Composite Design Pattern:

  1. Describe a group of objects, & that is treated as the same way as single instance of the same type of object.
  2. Compose objects into tree structures to represent whole-part hierarchies.
  3. Recursive composition
  4. Directories contain entries, each of which could be a directory.
  5. At the heart of this pattern is the ability for a client to perform operations on an object without needing to know that there are many objects inside.

Flyweight Design Pattern:

  1. Used to reduce the number of objects created and to decrease memory footprint and increase performance.
  2. Use sharing to support large numbers of fine-grained objects efficiently.
  3. Flyweight pattern tries to reuse already existing similar kind objects by storing them and creates new object when no matching object is found.
  4. Divide the target class's state into: shareable (intrinsic) state, and non-shareable (extrinsic) state.

State Design Pattern:

  1. A class behavior changes based on its state.
  2. In State pattern, we create objects which represent various states and a context object whose behavior varies as its state object changes.
  3. The State pattern is a solution to the problem of how to make behavior depend on state.

Proxy Design Pattern:

  1. Provide a surrogate or placeholder for another object to control access to it.
  2. Use an extra level of indirection to support distributed, controlled, or intelligent access.
  3. Design a surrogate, or proxy, object that: instantiates the real object the first time the client makes a request of the proxy, remembers the identity of this real object, and forwards the instigating request to this real object. Then all subsequent requests are simply forwarded directly to the encapsulated real object.

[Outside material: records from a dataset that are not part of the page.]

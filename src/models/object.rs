//! Represents an object (file) held by the backing store and the views the
//! gateway exposes of it.

use bytes::Bytes;
use chrono::{DateTime, SecondsFormat, Utc};
use futures::stream::BoxStream;
use serde::Serialize;
use sqlx::FromRow;
use std::{fmt, io};

/// Content type recorded when the uploader does not supply one.
pub const DEFAULT_CONTENT_TYPE: &str = "application/octet-stream";

/// A body flowing between the HTTP layer and the store, one chunk at a time.
pub type ByteStream = BoxStream<'static, io::Result<Bytes>>;

/// Metadata row for a stored object, as persisted by the disk store.
///
/// The row describes the object; the payload bytes live in a separate file
/// named by `payload_id`.
#[derive(Clone, FromRow, Debug)]
pub struct ObjectRecord {
    /// Caller-supplied key, unique across the store.
    pub key: String,

    /// MIME type captured at upload time.
    pub content_type: String,

    /// Size in bytes, as counted while streaming the payload in.
    pub size_bytes: i64,

    /// Hex MD5 of the payload.
    pub etag: String,

    /// Random identifier of the payload file on disk.
    pub payload_id: String,

    /// Timestamp assigned by the store at write time.
    pub uploaded_at: DateTime<Utc>,
}

/// Metadata attached to an object on write.
#[derive(Clone, Debug, PartialEq, Eq)]
pub struct PutMetadata {
    pub content_type: String,
}

impl Default for PutMetadata {
    fn default() -> Self {
        Self {
            content_type: DEFAULT_CONTENT_TYPE.into(),
        }
    }
}

/// Store confirmation of a completed write.
#[derive(Clone, Debug, PartialEq, Eq)]
pub struct Written {
    pub key: String,
    pub size: u64,
    pub etag: String,
    pub uploaded_at: DateTime<Utc>,
}

/// A readable object: metadata plus a lazily consumed body.
pub struct ObjectBody {
    pub body: ByteStream,
    pub content_type: String,
    pub etag: String,
    pub size: u64,
    pub uploaded_at: DateTime<Utc>,
}

impl fmt::Debug for ObjectBody {
    fn fmt(&self, f: &mut fmt::Formatter<'_>) -> fmt::Result {
        f.debug_struct("ObjectBody")
            .field("content_type", &self.content_type)
            .field("etag", &self.etag)
            .field("size", &self.size)
            .field("uploaded_at", &self.uploaded_at)
            .finish_non_exhaustive()
    }
}

/// Metadata-only projection of an object returned by listings.
#[derive(Clone, Debug, PartialEq, Eq)]
pub struct ListingEntry {
    pub key: String,
    pub size: u64,
    pub uploaded_at: DateTime<Utc>,
}

/// JSON shape of one entry in `GET /files`.
#[derive(Serialize, Debug, PartialEq, Eq)]
pub struct FileSummary {
    pub key: String,
    pub size: u64,
    /// ISO-8601 with millisecond precision, e.g. `2025-01-31T09:30:00.000Z`.
    pub uploaded: String,
}

impl From<ListingEntry> for FileSummary {
    fn from(entry: ListingEntry) -> Self {
        Self {
            key: entry.key,
            size: entry.size,
            uploaded: entry
                .uploaded_at
                .to_rfc3339_opts(SecondsFormat::Millis, true),
        }
    }
}

/// JSON body returned by a successful `POST /upload`.
#[derive(Serialize, Debug, PartialEq, Eq)]
pub struct UploadReceipt {
    pub key: String,
    pub url: String,
    /// Echo of the client's `Content-Length` hint. Display only.
    pub size: u64,
}
//! Defines the gateway's HTTP surface.
//!
//! ## Structure
//! - `GET  /`            : upload page
//! - `POST /upload`      : stream the body into the store under `X-Filename`
//! - `GET  /files`       : list stored objects
//! - `GET  /files/{key}` : stream an object back (`key` percent-encoded)
//!
//! Anything else is a plain-text 404. Every request goes through [`dispatch`],
//! which resolves a [`Route`] once and matches on it exhaustively.

use crate::{
    errors::GatewayError,
    handlers::{
        index_handlers::index,
        object_handlers::{list_objects, read_object, upload_object},
    },
    routes::route::Route,
    state::AppState,
};
use axum::{
    Router,
    extract::{Request, State},
    response::{IntoResponse, Response},
};
use tracing::debug;

/// Build the router. Carries `AppState` to the dispatcher.
pub fn routes() -> Router<AppState> {
    Router::new().fallback(dispatch)
}

/// Resolve the request to a [`Route`] and run its handler.
pub async fn dispatch(State(state): State<AppState>, request: Request) -> Response {
    let route = Route::resolve(request.method(), request.uri().path());
    debug!(method = %request.method(), path = %request.uri().path(), ?route, "dispatching");

    let result = match route {
        Ok(Route::Index) => Ok(index().await.into_response()),
        Ok(Route::Upload) => {
            let (parts, body) = request.into_parts();
            upload_object(&state, &parts, body)
                .await
                .map(IntoResponse::into_response)
        }
        Ok(Route::List) => list_objects(&state).await.map(IntoResponse::into_response),
        Ok(Route::Read { key }) => read_object(&state, &key).await,
        Ok(Route::NotFound) => Err(GatewayError::RouteNotFound),
        Err(err) => Err(err),
    };

    result.unwrap_or_else(IntoResponse::into_response)
}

Chain of Responsibility Design Pattern:

  1. Send data to an object, if that object can't process the request, transfer to any number of other objects
  2. Avoid coupling the sender of a request to its receiver by giving more than one object a chance to handle the request. Chain the receiving objects and pass the request along the chain until an object handles it.
  3. Launch-and-leave requests with a single processing pipeline that contains many possible handlers.
  4. An object-oriented linked list with recursive traversal.

Interpreter Design Pattern:

  1. Given a language, define a representation for its grammar along with an interpreter, that uses the representation to interpret sentences in the language.
  2. Map a domain to a language, the language to a grammar, and the grammar to a hierarchical object-oriented design.
  3. Uses:
    • Specialized database query languages such as SQL.
    • Specialized computer languages that are often used to describe communication protocols.
    • Most general-purpose computer languages actually incorporate several specialized languages.

Mediator Design Pattern:

  1. Define an object that encapsulates how a set of objects interact. Mediator promotes loose coupling by keeping objects from referring to each other explicitly, and it lets you vary their interaction independently.
  2. Design an intermediary to decouple many peers.
  3. Promote the many-to-many relationships between interacting peers to "full object status".
  4. Acts as the hub of communication & reduce communication complexity.

Memento Design Pattern:

  1. A way to store object states & restore to its previous state (undo via rollback).
  2. The memento pattern is implemented with three objects: the originator, a caretaker and a memento.
    • Originator: the object that knows how to save itself.
    • Caretaker: the object that knows why and when the Originator needs to save and restore itself.
    • Memento: the lock box that is written and read by the Originator, and shepherded by the Caretaker.
  3. A magic cookie that encapsulates a "check point" capability.

Visitor Design Pattern:

  1. Allows to add methods to classes without much altering.
  2. Visitor's primary purpose is to abstract functionality that can be applied to an aggregate hierarchy of "element" objects.
  3. Visitor implements "double dispatch". In "double dispatch", the operation executed depends on: the name of the request, and the type of TWO receivers (the type of the Visitor and the type of the element it visits).